WORK REQUEST: Search the data below for "ApiKeyRecord"; list each line that holds it.

DATA TO EXAMINE below:

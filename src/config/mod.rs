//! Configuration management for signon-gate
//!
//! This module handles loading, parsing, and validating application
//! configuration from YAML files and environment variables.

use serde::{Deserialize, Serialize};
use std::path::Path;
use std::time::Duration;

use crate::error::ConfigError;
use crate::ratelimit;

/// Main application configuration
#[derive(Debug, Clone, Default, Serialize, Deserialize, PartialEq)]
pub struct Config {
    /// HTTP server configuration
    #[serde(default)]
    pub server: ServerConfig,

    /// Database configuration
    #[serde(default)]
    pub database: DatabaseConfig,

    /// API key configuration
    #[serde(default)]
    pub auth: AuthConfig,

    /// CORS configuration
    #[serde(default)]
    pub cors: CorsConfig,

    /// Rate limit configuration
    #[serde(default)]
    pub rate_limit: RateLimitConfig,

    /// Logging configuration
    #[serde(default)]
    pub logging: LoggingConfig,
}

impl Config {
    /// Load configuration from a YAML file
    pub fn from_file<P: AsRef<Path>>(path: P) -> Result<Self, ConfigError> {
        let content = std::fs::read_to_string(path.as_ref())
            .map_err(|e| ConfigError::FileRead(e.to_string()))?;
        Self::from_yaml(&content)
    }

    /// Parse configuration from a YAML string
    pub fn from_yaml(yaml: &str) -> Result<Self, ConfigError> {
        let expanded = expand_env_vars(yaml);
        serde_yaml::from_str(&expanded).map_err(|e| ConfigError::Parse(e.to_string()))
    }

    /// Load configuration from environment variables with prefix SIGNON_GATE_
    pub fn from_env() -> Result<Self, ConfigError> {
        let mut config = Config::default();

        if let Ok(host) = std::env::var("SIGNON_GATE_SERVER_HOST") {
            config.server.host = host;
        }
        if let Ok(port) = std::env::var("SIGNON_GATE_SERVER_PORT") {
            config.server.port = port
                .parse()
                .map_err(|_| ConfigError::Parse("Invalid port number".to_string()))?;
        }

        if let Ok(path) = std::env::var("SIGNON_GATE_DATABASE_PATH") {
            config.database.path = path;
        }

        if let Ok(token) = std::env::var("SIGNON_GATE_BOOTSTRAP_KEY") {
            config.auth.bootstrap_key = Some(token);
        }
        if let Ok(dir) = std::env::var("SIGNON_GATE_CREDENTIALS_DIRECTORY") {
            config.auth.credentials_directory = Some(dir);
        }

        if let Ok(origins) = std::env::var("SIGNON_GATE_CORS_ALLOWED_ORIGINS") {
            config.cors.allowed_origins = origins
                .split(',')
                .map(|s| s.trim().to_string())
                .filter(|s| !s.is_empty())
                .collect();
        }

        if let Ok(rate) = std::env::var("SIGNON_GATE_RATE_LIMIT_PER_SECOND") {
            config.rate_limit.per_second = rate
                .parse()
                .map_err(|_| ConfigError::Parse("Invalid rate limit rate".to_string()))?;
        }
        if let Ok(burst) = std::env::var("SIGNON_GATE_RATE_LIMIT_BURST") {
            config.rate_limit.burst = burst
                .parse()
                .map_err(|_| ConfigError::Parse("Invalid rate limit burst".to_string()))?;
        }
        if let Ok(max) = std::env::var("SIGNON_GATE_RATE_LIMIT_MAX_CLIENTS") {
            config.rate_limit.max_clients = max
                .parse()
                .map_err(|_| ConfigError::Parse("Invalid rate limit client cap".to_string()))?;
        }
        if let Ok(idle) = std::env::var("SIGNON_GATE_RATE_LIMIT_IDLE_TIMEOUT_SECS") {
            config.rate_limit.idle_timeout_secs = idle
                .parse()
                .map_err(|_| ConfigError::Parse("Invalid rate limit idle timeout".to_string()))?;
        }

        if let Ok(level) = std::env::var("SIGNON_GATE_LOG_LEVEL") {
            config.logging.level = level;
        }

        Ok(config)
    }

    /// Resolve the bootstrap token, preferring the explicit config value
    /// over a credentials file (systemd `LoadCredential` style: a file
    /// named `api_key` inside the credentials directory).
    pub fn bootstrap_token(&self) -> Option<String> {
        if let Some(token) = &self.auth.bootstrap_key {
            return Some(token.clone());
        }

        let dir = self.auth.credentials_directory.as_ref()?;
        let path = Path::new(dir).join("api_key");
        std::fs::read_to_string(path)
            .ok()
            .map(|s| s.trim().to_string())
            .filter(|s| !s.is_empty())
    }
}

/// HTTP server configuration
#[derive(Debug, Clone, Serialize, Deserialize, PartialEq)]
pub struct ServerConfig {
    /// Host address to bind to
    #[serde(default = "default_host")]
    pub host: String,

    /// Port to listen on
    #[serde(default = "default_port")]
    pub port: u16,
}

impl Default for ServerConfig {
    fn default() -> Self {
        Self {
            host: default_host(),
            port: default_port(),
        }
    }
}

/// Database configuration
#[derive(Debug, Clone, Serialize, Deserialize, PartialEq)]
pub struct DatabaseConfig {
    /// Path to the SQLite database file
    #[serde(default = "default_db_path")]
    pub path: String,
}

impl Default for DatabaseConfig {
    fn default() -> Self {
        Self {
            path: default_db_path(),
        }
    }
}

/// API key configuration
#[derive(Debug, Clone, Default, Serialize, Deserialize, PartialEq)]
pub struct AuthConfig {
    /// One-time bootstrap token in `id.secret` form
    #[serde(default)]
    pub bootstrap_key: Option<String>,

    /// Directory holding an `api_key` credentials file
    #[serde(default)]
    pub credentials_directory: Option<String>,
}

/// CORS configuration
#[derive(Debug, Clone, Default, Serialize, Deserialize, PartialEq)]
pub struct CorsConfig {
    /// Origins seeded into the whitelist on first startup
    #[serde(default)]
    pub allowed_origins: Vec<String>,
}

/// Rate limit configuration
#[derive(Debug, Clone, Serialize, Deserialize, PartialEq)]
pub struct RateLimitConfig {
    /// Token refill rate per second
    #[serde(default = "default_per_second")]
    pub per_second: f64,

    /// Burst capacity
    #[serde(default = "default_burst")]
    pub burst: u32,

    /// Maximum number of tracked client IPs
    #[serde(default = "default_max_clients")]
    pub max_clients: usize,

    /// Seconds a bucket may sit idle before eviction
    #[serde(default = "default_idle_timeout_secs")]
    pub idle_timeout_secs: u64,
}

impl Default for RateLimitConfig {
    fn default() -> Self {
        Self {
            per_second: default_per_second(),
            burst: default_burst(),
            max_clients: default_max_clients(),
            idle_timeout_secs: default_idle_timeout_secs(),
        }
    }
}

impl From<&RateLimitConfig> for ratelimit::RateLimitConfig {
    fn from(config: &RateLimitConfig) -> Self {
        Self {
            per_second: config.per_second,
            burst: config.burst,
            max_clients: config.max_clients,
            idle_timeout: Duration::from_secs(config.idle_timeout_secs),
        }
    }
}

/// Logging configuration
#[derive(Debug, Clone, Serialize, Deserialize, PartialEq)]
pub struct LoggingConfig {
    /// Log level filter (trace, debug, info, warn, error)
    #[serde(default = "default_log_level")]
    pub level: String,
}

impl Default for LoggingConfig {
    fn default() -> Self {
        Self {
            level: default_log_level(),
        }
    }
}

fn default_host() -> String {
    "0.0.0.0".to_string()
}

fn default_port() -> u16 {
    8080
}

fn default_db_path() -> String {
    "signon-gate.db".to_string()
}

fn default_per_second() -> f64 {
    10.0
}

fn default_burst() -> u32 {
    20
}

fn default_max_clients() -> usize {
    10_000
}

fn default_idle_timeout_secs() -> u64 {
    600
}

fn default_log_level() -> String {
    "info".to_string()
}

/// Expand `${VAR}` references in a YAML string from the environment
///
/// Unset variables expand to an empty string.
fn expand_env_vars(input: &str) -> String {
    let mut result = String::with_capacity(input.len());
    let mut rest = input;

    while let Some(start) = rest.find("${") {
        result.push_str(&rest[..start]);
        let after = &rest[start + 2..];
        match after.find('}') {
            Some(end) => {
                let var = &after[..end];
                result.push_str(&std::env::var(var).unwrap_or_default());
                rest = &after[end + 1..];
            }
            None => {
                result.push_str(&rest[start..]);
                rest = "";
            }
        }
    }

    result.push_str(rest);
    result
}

End of DATA TO EXAMINE.
DATA TO EXAMINE below:

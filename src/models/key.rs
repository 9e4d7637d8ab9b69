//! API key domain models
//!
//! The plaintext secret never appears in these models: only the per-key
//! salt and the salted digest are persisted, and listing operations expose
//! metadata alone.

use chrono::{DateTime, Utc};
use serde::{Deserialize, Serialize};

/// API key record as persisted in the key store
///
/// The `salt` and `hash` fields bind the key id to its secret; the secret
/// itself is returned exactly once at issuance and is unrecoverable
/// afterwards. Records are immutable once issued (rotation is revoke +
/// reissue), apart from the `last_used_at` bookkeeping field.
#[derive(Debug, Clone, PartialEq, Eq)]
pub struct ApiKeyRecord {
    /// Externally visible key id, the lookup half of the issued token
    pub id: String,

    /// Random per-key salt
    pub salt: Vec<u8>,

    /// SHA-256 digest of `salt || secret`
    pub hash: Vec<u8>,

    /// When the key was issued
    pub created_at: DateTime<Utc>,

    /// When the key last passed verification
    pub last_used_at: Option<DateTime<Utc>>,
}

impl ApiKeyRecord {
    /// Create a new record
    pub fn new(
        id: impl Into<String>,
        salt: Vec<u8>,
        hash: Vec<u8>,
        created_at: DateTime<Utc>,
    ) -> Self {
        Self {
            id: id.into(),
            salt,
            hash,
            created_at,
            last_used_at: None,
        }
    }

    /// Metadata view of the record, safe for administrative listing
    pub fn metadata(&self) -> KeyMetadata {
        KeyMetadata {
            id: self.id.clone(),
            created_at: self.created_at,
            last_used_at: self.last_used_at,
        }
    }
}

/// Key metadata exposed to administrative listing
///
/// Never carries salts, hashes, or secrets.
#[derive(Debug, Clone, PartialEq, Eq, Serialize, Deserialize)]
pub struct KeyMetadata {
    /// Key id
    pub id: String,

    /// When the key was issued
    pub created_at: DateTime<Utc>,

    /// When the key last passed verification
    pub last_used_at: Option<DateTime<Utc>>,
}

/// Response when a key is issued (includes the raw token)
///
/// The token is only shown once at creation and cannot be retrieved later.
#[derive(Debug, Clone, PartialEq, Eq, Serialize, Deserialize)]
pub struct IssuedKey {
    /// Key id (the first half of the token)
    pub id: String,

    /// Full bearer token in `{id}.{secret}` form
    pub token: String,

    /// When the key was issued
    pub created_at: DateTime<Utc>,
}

End of DATA TO EXAMINE.
DATA TO EXAMINE below:

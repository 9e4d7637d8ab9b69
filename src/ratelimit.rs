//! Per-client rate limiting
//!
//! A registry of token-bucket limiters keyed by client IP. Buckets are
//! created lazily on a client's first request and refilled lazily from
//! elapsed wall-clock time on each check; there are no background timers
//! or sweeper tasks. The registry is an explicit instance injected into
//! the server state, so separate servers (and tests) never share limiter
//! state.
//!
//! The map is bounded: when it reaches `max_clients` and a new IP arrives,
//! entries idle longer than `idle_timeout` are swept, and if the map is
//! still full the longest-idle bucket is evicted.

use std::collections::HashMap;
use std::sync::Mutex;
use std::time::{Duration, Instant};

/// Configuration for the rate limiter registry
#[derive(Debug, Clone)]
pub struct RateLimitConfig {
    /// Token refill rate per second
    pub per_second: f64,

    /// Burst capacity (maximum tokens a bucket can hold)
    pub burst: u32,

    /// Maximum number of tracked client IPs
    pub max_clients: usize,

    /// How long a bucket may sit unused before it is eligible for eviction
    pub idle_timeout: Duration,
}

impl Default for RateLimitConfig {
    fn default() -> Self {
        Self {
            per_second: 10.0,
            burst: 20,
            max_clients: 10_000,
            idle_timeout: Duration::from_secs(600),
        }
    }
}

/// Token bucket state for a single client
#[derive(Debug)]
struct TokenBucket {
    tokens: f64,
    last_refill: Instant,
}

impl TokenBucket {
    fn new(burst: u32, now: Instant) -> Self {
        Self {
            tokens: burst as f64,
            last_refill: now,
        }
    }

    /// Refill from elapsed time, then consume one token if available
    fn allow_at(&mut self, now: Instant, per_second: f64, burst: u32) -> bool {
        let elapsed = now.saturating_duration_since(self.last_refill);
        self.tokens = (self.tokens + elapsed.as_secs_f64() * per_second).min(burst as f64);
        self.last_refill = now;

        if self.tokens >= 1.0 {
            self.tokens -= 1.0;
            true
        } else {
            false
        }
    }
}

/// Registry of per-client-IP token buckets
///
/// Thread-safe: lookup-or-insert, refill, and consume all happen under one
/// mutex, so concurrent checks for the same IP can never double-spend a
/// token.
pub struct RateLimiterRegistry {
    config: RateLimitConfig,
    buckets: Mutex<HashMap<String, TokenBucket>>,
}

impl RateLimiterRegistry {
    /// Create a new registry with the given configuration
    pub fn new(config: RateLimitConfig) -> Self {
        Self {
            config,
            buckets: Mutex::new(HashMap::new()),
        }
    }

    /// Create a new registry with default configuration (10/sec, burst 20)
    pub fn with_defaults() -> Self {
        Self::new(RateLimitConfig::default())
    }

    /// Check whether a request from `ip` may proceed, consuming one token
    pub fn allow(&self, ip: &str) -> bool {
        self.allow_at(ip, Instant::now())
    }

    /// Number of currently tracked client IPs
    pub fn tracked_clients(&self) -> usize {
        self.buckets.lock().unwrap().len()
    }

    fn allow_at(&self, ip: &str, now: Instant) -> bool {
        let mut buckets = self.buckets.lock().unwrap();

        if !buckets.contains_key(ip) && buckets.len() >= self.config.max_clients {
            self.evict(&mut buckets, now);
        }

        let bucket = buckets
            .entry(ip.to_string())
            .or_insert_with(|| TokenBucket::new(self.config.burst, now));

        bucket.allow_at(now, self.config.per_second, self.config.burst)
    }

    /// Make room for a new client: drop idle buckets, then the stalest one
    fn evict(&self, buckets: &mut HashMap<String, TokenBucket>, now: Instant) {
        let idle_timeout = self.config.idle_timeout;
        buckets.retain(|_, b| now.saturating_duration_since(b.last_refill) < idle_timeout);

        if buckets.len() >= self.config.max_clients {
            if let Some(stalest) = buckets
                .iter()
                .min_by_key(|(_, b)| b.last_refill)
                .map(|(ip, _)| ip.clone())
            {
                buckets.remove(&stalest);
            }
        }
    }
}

End of DATA TO EXAMINE.

WRITTEN ANSWER:
pub struct ApiKeyRecord {
impl ApiKeyRecord {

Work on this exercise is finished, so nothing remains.